So has anybody else experienced this before with the DisplayPort or Mini DisplayPort, just a black screen? Okay. So good. So I guess you can relate to the problem that I'm talking about here. When I joined the team, there were almost I think 97 percent of
the free desktop bugs that we had on the display side were because of the black screens, or the hot plug issues, and connect multiple monitors, and there's just no display. So the goal of my project was to make the DisplayPort driver DP compliant and upstream the solution.
So let's start with the basics. So what happens when you connect a DP cable? So you have the DP source on one end, which is your PC and the DP monitor on the other end. So when you connect it with the DisplayPort cable, the first thing that happens is
the hot plug detects signal that the sync device sends to the source device. It's just an interrupt signal saying, hey, there's a new connection. After that, the source is going to initiate the DisplayPort configuration data register read-writes, through which it's going to start reading the capability supported by the monitor.
It will know the resolution supported, the link parameters that are supported by the sync device. Once it has negotiated these parameters between the source and the sync device, then it's ready to encode the data and start sending it on the actual cable.

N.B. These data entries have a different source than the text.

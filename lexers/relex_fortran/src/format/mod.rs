//! Source-form tracking: columns, blank-line-so-far, and the line width
//! limit.
//!
//! Fixed-form rules are column addressed, so the scanner keeps a 1-based
//! column for the next unread character alongside a flag saying whether the
//! current line is still blank. Both travel through the saved lexer state so
//! a resumed scanner mid-line keeps applying the column rules correctly.

/// Source-form settings for one lexing session.
#[derive(Clone, Copy, Debug)]
pub struct FortranConfig {
    /// Free form when `true`, fixed (column-addressed) form when `false`.
    pub free_format: bool,
    /// Text past this column turns into a forced line comment.
    pub max_column: u16,
}

impl Default for FortranConfig {
    fn default() -> Self {
        Self {
            free_format: true,
            max_column: 132,
        }
    }
}

impl FortranConfig {
    /// Fixed-form settings with the default width limit.
    #[must_use]
    pub fn fixed() -> Self {
        Self {
            free_format: false,
            ..Self::default()
        }
    }
}

/// Per-character column bookkeeping with an undo journal.
///
/// Every [`advance`](Self::advance) records the prior position so that
/// scanner backups can be mirrored with [`retreat`](Self::retreat). The
/// journal only spans the token being scanned; it is cleared on
/// [`commit`](Self::commit).
#[derive(Debug)]
pub struct FormatContext {
    free_format: bool,
    max_column: u16,
    column: u16,
    line_blank: bool,
    journal: Vec<(u16, bool)>,
}

impl FormatContext {
    #[must_use]
    pub fn new(config: &FortranConfig) -> Self {
        Self::resume(config, 1, true)
    }

    /// Rebuilds the context at a saved mid-line position.
    #[must_use]
    pub fn resume(config: &FortranConfig, column: u16, line_blank: bool) -> Self {
        Self {
            free_format: config.free_format,
            max_column: config.max_column,
            column: column.max(1),
            line_blank,
            journal: Vec::new(),
        }
    }

    #[must_use]
    pub fn free_format(&self) -> bool {
        self.free_format
    }

    /// 1-based column of the next unread character.
    #[must_use]
    pub fn column(&self) -> u16 {
        self.column
    }

    /// `true` while the current line holds only blanks so far.
    #[must_use]
    pub fn line_blank(&self) -> bool {
        self.line_blank
    }

    /// `true` once the next unread character would sit past the width limit.
    #[must_use]
    pub fn over_limit(&self) -> bool {
        self.column > self.max_column
    }

    /// Records one consumed character.
    pub fn advance(&mut self, c: char) {
        self.journal.push((self.column, self.line_blank));
        match c {
            '\n' => {
                self.column = 1;
                self.line_blank = true;
            }
            '\t' => {
                // A fixed-form tab in the label field jumps straight to the
                // statement field.
                if !self.free_format && self.column <= 6 {
                    self.column = 7;
                } else {
                    self.column = self.column.saturating_add(1);
                }
            }
            ' ' | '\r' => {
                self.column = self.column.saturating_add(1);
            }
            _ => {
                self.column = self.column.saturating_add(1);
                self.line_blank = false;
            }
        }
    }

    /// Rewinds the last `n` recorded characters.
    pub fn retreat(&mut self, n: usize) {
        debug_assert!(n <= self.journal.len());
        for _ in 0..n {
            if let Some((column, line_blank)) = self.journal.pop() {
                self.column = column;
                self.line_blank = line_blank;
            }
        }
    }

    /// Drops the undo journal at a token boundary.
    pub fn commit(&mut self) {
        self.journal.clear();
    }
}
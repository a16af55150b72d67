use super::{Part, Token, TokenCategory, TokenId, TokenText};
use pretty_assertions::assert_eq;

#[derive(Clone, Copy, PartialEq, Eq, Debug)]
enum TestId {
    Plus,
    Ident,
    Str,
}

impl TokenId for TestId {
    fn category(self) -> TokenCategory {
        match self {
            TestId::Plus => TokenCategory::Operator,
            TestId::Ident => TokenCategory::Identifier,
            TestId::Str => TokenCategory::Literal,
        }
    }

    fn fixed_text(self) -> Option<&'static str> {
        match self {
            TestId::Plus => Some("+"),
            TestId::Ident | TestId::Str => None,
        }
    }
}

#[test]
fn fixed_text_match_produces_flyweight() {
    let t = Token::new(TestId::Plus, "+");
    assert!(t.token_text().is_fixed());
    assert_eq!(t.text(), "+");
    assert_eq!(t.part(), Part::Complete);
}

#[test]
fn mismatched_text_falls_back_to_slice() {
    // A keyword spelled with an escaped newline keeps its raw slice.
    let t = Token::new(TestId::Plus, "+\\\n");
    assert!(!t.token_text().is_fixed());
    assert_eq!(t.text(), "+\\\n");
}

#[test]
fn flyweights_of_same_id_compare_equal() {
    let a = Token::new(TestId::Plus, "+");
    let b = Token::new(TestId::Plus, "+");
    assert_eq!(a, b);
    assert_eq!(a.text(), b.text());
}

#[test]
fn split_tokens_are_never_flyweights() {
    let t = Token::split(TestId::Str, "\"abc");
    assert_eq!(t.part(), Part::Start);
    assert!(!t.is_complete());
    assert!(!t.token_text().is_fixed());
}

#[test]
fn with_id_keeps_text_and_part() {
    let t = Token::new(TestId::Ident, "x").with_id(TestId::Str);
    assert_eq!(t.id(), TestId::Str);
    assert_eq!(t.text(), "x");
    assert_eq!(t.part(), Part::Complete);

    let s = Token::split(TestId::Ident, "abc").with_id(TestId::Str);
    assert_eq!(s.part(), Part::Start);
}

#[test]
fn category_delegates_to_id() {
    assert_eq!(Token::new(TestId::Plus, "+").category(), TokenCategory::Operator);
    assert_eq!(
        Token::new(TestId::Ident, "x").category(),
        TokenCategory::Identifier
    );
}

#[test]
fn token_text_as_str_matches_either_variant() {
    assert_eq!(TokenText::Fixed("+").as_str(), "+");
    assert_eq!(TokenText::Slice("abc").as_str(), "abc");
}
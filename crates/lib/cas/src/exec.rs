//! Exec directory staging.
//!
//! Each operation executes in `<root>/<operation_name>/`, populated from the
//! cache: files are hard links, and input directories that will receive no
//! outputs are a single symlink to the cached materialization when
//! `link_input_directories` is on. The references acquired while staging are
//! tracked per exec root and released in one call on destroy.

use std::collections::HashMap;
use std::path::{Path, PathBuf};
use std::sync::{Arc, Mutex};

use futures::future::BoxFuture;
use granary_api::{Action, Command, Digest, Directory};
use tracing::debug;

use crate::file_cache::CasFileCache;
use crate::output_directory::OutputDirectory;
use crate::{CacheError, CacheResult};

pub struct ExecFileSystem {
    root: PathBuf,
    file_cache: Arc<CasFileCache>,
    link_input_directories: bool,
    root_inputs: Mutex<HashMap<PathBuf, (Vec<String>, Vec<Digest>)>>,
}

impl ExecFileSystem {
    pub fn new(
        root: PathBuf,
        file_cache: Arc<CasFileCache>,
        link_input_directories: bool,
    ) -> ExecFileSystem {
        ExecFileSystem {
            root,
            file_cache,
            link_input_directories,
            root_inputs: Mutex::new(HashMap::new()),
        }
    }

    pub fn file_cache(&self) -> &Arc<CasFileCache> {
        &self.file_cache
    }

    /// Remove stale exec dirs from a previous run and start the cache.
    /// Returns the digests recovered into the cache.
    pub async fn start(&self) -> CacheResult<Vec<Digest>> {
        tokio::fs::create_dir_all(&self.root).await?;
        let mut dirents = tokio::fs::read_dir(&self.root).await?;
        while let Some(dirent) = dirents.next_entry().await? {
            let path = dirent.path();
            if path == *self.file_cache.root() {
                continue;
            }
            debug!(path = %path.display(), "removing stale exec dir");
            if dirent.metadata().await?.is_dir() {
                tokio::fs::remove_dir_all(&path).await?;
            } else {
                tokio::fs::remove_file(&path).await?;
            }
        }
        self.file_cache.start().await
    }

    /// Stage the input root for one operation and return the exec dir.
    pub async fn create_exec_dir(
        &self,
        operation_name: &str,
        index: &HashMap<Digest, Directory>,
        action: &Action,
        command: &Command,
    ) -> CacheResult<PathBuf> {
        let outputs = OutputDirectory::parse(&command.output_files, &command.output_directories);
        let exec_dir = self.root.join(operation_name);
        if exec_dir.exists() {
            self.destroy_exec_dir(&exec_dir).await?;
        }
        tokio::fs::create_dir_all(&exec_dir).await?;

        let input_root = action.input_root_digest.clone().unwrap_or_default();
        let mut input_files = Vec::new();
        let mut input_directories = Vec::new();
        let staged = self
            .fetch_inputs(
                &exec_dir,
                &input_root,
                index,
                Some(&outputs),
                &mut input_files,
                &mut input_directories,
            )
            .await;
        if let Err(err) = staged {
            self.file_cache
                .decrement_references(&input_files, &input_directories);
            let _ = tokio::fs::remove_dir_all(&exec_dir).await;
            return Err(err);
        }

        self.root_inputs
            .lock()
            .expect("root inputs poisoned")
            .insert(exec_dir.clone(), (input_files, input_directories));

        if let Err(err) = outputs.stamp(&exec_dir) {
            self.destroy_exec_dir(&exec_dir).await?;
            return Err(err.into());
        }
        Ok(exec_dir)
    }

    fn fetch_inputs<'a>(
        &'a self,
        dir: &'a Path,
        digest: &'a Digest,
        index: &'a HashMap<Digest, Directory>,
        outputs: Option<&'a OutputDirectory>,
        input_files: &'a mut Vec<String>,
        input_directories: &'a mut Vec<Digest>,
    ) -> BoxFuture<'a, CacheResult<()>> {
        Box::pin(async move {
            let empty = Directory::default();
            let directory = if digest.is_empty() {
                &empty
            } else {
                index.get(digest).ok_or_else(|| {
                    CacheError::InvalidEntry(format!(
                        "directory {digest} is not in directories index"
                    ))
                })?
            };

            for file in &directory.files {
                let file_digest = file
                    .digest
                    .clone()
                    .ok_or_else(|| CacheError::InvalidEntry("file node without digest".into()))?;
                let file_path = dir.join(&file.name);
                if file_digest.is_empty() {
                    tokio::fs::File::create(&file_path).await?;
                    continue;
                }
                let key = self
                    .file_cache
                    .put(&file_digest, file.is_executable, None)
                    .await?;
                input_files.push(key.clone());
                tokio::fs::hard_link(self.file_cache.key_path(&key), &file_path).await?;
            }

            for subdirectory in &directory.directories {
                let child_digest = subdirectory.digest.clone().ok_or_else(|| {
                    CacheError::InvalidEntry("directory node without digest".into())
                })?;
                let child_path = dir.join(&subdirectory.name);
                let child_outputs = outputs.and_then(|outputs| outputs.child(&subdirectory.name));
                if child_digest.is_empty() {
                    tokio::fs::create_dir_all(&child_path).await?;
                    continue;
                }
                if child_outputs.is_some() || !self.link_input_directories {
                    tokio::fs::create_dir_all(&child_path).await?;
                    self.fetch_inputs(
                        &child_path,
                        &child_digest,
                        index,
                        child_outputs,
                        input_files,
                        input_directories,
                    )
                    .await?;
                } else {
                    let cache_path = self.file_cache.put_directory(&child_digest, index).await?;
                    tokio::fs::symlink(&cache_path, &child_path).await?;
                    input_directories.push(child_digest);
                }
            }
            Ok(())
        })
    }

    /// Release the exec dir's cache references and remove the tree.
    pub async fn destroy_exec_dir(&self, exec_dir: &Path) -> CacheResult<()> {
        let inputs = self
            .root_inputs
            .lock()
            .expect("root inputs poisoned")
            .remove(exec_dir);
        if let Some((input_files, input_directories)) = inputs {
            self.file_cache
                .decrement_references(&input_files, &input_directories);
        }
        match tokio::fs::remove_dir_all(exec_dir).await {
            Ok(()) => Ok(()),
            Err(err) if err.kind() == std::io::ErrorKind::NotFound => Ok(()),
            Err(err) => Err(err.into()),
        }
    }
}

The very first thing that happens when you connect the DisplayPort cable is this negotiation sequence between the source and the sync device, which is called as the DisplayPort link training. So, yeah, the first signal is the hot plug detect signal, then the source will start the link training. First, it has to go through the clock recovery sequence,
where it sends the known training data patterns to kind of lock the clocking information on the DisplayPort receiver end. Then it's going to send another known training pattern sequence, but this time it's going to send it
with the known skew between the two lanes. So this data is used on the other end to find out the interlane alignment and get the mapping of how the data symbols are sent between the two lanes on the DisplayPort cable. After these two sequences succeed, the source and the sync device kind of lock
a particular link rate and lane count, and then they can start sending the data at that specific link rate and lane count. And we say that the link is ready, and that's when it will start sending the data and you see the display on the monitor. So what was our plan for testing
the DisplayPort compliance? So the plan was to use the third-party device, DPR120, which is certified by VESA, to run the exhaustive test suite, the compliance test suite, which makes sure that the driver is compliant with the specification.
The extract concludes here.